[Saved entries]
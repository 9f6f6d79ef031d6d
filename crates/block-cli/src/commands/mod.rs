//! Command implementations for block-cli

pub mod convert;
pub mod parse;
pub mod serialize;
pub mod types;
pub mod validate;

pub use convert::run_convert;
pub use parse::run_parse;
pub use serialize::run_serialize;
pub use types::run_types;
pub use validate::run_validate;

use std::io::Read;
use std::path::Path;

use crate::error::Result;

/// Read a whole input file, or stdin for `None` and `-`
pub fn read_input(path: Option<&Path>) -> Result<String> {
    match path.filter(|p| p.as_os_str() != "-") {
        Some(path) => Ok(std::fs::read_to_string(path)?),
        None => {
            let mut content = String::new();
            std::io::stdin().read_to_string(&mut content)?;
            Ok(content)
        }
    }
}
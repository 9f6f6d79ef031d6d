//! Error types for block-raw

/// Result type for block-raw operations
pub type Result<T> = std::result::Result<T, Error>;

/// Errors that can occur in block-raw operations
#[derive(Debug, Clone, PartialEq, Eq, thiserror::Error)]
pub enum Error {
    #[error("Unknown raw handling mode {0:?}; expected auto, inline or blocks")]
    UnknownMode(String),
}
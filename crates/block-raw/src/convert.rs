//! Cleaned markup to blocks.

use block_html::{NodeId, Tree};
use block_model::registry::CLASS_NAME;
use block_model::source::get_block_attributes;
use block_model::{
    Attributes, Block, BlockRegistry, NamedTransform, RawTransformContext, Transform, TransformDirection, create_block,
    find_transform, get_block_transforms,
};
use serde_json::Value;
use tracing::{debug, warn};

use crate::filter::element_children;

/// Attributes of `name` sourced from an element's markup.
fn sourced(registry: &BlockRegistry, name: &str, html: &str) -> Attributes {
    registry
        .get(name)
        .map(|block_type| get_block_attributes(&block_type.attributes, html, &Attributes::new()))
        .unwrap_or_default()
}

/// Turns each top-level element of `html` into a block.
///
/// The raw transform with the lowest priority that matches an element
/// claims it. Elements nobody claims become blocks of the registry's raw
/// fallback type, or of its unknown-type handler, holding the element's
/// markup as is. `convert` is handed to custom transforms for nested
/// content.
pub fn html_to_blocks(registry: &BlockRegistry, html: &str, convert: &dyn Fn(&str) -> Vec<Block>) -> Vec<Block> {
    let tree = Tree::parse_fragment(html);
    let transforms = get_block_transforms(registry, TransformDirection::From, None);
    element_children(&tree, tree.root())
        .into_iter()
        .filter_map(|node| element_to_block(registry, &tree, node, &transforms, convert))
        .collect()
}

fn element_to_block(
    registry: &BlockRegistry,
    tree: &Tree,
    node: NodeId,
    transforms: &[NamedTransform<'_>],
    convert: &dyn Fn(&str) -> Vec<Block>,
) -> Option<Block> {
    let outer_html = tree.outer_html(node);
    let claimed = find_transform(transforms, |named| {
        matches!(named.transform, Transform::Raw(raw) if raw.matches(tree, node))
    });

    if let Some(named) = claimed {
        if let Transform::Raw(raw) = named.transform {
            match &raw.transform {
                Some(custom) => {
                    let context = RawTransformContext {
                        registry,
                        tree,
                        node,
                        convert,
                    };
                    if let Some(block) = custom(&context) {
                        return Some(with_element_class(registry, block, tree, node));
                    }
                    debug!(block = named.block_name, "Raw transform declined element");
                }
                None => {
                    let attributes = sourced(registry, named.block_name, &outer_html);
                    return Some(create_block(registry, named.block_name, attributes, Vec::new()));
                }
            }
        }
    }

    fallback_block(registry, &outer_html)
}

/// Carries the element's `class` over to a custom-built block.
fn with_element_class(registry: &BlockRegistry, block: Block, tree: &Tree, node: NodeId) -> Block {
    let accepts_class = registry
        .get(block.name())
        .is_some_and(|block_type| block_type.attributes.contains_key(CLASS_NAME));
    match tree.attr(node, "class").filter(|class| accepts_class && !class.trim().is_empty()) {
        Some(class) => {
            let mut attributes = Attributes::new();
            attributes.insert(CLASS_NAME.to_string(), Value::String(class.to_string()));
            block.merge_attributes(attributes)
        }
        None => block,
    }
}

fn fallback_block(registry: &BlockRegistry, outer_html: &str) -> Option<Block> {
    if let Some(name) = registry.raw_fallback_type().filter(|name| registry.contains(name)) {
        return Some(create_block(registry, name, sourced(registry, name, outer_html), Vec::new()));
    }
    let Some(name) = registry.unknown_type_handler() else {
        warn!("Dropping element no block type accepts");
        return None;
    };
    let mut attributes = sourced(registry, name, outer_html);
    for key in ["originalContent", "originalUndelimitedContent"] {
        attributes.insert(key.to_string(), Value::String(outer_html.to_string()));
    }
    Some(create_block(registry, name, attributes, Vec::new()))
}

...

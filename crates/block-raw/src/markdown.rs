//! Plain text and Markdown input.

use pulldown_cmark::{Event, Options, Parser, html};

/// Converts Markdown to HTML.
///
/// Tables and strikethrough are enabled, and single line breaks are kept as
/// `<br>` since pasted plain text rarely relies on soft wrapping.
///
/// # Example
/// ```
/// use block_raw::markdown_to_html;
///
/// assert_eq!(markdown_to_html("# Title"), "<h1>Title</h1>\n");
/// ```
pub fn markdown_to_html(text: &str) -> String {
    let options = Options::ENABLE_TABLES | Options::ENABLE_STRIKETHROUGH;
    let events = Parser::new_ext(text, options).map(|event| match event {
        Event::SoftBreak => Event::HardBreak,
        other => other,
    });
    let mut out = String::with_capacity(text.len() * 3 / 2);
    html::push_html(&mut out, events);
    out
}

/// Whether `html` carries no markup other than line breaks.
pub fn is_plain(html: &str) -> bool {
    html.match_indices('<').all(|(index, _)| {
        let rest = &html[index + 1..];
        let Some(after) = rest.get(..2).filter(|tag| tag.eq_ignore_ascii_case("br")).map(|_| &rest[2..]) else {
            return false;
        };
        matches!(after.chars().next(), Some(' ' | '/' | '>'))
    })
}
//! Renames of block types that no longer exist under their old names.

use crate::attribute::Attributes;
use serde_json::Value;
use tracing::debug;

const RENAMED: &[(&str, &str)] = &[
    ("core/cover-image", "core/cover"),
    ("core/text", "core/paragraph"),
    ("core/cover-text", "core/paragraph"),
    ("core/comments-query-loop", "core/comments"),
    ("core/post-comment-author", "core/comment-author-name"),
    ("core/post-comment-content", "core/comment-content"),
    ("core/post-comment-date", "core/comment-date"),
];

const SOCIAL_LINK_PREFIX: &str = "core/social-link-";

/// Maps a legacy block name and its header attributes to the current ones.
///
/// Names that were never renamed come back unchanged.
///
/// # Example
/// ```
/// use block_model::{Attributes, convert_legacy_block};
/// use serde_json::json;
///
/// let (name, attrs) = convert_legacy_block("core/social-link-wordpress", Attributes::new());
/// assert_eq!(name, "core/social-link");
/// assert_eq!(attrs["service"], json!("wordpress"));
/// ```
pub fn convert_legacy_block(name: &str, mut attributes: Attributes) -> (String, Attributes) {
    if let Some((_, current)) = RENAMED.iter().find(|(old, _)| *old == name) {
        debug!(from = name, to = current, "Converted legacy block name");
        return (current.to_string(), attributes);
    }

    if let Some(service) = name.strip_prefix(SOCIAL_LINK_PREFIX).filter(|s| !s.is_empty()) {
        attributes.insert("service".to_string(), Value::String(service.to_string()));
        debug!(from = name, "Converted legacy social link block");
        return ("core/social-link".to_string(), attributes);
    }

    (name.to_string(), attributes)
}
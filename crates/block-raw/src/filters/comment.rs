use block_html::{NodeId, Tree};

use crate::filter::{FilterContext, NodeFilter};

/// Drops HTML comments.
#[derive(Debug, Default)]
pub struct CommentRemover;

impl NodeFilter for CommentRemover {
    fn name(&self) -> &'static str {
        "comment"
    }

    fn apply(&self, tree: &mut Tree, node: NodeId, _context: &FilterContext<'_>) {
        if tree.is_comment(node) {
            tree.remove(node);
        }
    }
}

--

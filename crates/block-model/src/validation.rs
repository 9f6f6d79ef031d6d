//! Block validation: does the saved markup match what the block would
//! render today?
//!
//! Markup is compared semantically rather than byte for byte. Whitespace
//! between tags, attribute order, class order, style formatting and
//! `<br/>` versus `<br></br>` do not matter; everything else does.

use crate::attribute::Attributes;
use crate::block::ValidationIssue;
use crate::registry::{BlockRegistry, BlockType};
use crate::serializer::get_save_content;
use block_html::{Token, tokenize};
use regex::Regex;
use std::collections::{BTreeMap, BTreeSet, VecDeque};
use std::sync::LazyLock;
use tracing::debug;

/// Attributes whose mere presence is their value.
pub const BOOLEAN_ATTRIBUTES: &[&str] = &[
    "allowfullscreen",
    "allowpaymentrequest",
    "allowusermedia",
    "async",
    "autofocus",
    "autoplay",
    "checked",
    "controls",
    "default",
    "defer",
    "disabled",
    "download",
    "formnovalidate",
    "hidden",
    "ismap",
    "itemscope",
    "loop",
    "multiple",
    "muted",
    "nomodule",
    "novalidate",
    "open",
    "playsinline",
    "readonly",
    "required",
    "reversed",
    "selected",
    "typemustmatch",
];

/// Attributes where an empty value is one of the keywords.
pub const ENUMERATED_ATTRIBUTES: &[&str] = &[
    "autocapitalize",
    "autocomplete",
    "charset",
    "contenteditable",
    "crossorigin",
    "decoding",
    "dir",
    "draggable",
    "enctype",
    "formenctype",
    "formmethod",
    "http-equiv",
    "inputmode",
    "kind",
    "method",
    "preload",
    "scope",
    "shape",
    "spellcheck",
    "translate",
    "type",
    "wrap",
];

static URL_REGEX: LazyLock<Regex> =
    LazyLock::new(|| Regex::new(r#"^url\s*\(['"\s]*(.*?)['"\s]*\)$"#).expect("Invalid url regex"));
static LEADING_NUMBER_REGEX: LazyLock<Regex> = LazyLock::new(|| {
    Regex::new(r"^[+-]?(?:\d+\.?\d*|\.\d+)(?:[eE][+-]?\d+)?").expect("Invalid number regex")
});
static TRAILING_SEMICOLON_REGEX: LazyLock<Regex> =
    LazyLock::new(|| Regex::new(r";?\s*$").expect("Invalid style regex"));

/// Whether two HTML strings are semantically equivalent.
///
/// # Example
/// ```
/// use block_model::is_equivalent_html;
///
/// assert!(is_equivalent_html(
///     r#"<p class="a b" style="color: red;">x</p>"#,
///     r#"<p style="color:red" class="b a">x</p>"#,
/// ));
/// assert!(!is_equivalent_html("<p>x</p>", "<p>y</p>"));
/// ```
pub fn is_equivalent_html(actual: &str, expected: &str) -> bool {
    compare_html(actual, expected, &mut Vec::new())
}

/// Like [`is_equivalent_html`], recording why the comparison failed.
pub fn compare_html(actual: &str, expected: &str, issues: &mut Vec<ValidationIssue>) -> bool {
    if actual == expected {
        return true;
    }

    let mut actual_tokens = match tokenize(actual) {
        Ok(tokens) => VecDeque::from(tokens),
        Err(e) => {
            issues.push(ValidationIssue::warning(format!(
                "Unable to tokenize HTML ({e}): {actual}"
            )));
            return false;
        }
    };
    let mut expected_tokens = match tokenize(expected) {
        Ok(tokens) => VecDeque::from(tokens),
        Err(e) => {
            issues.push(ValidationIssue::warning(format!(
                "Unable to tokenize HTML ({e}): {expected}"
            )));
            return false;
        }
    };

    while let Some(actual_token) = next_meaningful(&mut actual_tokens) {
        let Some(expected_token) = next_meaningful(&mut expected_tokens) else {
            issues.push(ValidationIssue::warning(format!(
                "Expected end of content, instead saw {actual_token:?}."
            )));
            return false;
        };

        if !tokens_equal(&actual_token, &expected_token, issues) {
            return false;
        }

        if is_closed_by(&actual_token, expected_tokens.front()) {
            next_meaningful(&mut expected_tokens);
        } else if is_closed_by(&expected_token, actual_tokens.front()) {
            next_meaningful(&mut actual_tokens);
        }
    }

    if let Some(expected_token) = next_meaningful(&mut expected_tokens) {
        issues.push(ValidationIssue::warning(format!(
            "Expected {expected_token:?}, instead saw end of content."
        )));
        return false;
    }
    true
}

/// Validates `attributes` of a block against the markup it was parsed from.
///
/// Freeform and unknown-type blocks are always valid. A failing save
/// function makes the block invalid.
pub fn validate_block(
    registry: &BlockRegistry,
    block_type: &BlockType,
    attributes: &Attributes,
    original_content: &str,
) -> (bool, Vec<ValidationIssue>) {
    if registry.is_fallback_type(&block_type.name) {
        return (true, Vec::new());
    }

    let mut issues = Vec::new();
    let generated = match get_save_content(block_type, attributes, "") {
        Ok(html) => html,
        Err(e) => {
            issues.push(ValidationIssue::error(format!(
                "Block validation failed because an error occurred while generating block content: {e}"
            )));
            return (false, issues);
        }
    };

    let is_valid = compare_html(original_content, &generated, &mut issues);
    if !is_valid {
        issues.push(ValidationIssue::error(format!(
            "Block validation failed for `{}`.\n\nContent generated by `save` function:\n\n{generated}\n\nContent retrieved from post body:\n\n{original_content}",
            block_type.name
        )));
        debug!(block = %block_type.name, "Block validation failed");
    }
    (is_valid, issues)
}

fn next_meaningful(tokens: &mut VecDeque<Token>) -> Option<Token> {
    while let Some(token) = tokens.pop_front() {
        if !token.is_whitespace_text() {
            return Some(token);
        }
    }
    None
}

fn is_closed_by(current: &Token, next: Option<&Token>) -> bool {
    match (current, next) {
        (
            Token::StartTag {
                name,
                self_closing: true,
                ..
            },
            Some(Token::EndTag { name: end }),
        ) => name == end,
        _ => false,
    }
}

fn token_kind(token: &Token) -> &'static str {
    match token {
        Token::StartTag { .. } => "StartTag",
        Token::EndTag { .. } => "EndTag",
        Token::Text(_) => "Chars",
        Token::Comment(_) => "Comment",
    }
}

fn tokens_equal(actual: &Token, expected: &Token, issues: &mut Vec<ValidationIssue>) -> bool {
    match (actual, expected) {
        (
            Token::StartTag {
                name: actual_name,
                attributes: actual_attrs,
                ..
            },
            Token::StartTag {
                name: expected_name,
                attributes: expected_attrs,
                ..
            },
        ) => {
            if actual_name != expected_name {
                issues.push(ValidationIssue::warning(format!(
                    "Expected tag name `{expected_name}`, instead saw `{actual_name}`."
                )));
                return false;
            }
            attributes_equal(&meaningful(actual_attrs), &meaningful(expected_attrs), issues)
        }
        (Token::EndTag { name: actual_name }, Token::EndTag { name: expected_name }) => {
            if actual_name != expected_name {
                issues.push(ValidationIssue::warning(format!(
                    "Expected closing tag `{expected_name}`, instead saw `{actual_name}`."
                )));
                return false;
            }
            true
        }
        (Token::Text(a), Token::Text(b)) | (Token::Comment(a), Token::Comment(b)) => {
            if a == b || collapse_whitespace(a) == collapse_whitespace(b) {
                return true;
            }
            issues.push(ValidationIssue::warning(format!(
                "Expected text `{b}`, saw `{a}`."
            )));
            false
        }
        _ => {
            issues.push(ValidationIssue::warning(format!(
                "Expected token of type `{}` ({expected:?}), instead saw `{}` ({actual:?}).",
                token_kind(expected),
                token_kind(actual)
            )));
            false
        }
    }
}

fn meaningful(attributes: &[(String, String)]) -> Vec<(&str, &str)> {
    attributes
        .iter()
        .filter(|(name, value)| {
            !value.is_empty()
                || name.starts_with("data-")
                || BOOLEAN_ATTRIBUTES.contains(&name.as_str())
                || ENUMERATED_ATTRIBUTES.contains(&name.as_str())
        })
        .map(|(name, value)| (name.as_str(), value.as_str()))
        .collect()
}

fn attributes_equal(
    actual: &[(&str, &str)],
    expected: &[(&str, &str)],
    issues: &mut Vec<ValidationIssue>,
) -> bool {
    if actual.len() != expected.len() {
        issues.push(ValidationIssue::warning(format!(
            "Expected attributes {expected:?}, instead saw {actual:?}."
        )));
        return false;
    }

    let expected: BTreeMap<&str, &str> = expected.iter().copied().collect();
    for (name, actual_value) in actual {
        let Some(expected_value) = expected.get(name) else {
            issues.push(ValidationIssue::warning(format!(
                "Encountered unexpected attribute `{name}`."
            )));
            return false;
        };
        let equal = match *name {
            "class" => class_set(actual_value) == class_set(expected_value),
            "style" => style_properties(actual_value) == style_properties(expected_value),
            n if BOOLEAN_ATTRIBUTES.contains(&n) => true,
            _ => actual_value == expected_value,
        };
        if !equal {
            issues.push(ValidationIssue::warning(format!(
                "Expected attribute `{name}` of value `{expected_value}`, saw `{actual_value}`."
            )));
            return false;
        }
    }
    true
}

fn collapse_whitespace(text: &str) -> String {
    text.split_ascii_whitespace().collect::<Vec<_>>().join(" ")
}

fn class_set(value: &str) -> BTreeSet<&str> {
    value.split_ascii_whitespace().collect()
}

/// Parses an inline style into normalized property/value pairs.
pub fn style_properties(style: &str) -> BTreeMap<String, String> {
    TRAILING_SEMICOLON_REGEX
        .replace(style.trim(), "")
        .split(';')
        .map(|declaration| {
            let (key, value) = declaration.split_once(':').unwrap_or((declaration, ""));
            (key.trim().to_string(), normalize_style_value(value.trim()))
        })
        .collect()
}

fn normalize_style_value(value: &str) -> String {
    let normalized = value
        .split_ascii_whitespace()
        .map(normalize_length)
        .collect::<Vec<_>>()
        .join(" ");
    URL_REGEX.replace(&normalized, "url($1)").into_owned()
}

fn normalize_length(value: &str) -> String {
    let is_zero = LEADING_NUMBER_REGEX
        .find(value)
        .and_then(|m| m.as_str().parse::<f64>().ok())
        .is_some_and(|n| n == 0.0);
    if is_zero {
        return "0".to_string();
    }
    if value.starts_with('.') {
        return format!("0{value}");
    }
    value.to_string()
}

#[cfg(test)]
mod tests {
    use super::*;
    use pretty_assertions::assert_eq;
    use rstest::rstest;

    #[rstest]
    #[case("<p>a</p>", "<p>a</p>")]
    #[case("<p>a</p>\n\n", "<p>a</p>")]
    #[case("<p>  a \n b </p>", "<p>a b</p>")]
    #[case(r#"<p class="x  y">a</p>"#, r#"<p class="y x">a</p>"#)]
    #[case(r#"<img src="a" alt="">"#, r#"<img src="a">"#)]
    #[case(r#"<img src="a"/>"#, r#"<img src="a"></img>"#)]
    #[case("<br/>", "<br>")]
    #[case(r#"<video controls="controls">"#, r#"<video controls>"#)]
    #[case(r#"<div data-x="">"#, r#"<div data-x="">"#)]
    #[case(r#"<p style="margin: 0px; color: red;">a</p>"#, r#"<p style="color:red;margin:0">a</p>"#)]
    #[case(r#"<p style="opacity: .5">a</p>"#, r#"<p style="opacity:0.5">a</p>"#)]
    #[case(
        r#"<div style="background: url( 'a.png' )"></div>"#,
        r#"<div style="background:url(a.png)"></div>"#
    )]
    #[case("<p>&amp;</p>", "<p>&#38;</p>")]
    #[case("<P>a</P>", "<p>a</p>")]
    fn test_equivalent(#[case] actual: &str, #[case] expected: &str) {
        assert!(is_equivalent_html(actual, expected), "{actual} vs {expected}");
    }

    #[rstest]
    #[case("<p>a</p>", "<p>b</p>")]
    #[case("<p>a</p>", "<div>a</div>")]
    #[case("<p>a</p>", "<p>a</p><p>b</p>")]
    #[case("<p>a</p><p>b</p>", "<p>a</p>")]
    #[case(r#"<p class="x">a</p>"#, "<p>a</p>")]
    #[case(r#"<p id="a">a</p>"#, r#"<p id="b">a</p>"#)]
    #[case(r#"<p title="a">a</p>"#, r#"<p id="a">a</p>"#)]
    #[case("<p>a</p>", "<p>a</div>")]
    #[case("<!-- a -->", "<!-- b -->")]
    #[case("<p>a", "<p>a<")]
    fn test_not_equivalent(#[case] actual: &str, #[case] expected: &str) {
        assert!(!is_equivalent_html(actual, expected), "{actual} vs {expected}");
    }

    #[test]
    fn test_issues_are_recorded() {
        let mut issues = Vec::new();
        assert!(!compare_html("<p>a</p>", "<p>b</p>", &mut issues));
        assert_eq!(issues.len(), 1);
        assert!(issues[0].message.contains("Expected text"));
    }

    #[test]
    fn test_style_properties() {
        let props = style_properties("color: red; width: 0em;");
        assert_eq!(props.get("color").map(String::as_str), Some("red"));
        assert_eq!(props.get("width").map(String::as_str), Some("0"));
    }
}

#### EXERCISE INSTRUCTIONS:
Search the data above and return each line in which "insert" occurs.

#### PROBLEM SOLUTION:
            attributes.insert(CLASS_NAME.to_string(), Value::String(class.to_string()));
        attributes.insert(key.to_string(), Value::String(outer_html.to_string()));
        attributes.insert("service".to_string(), Value::String(service.to_string()));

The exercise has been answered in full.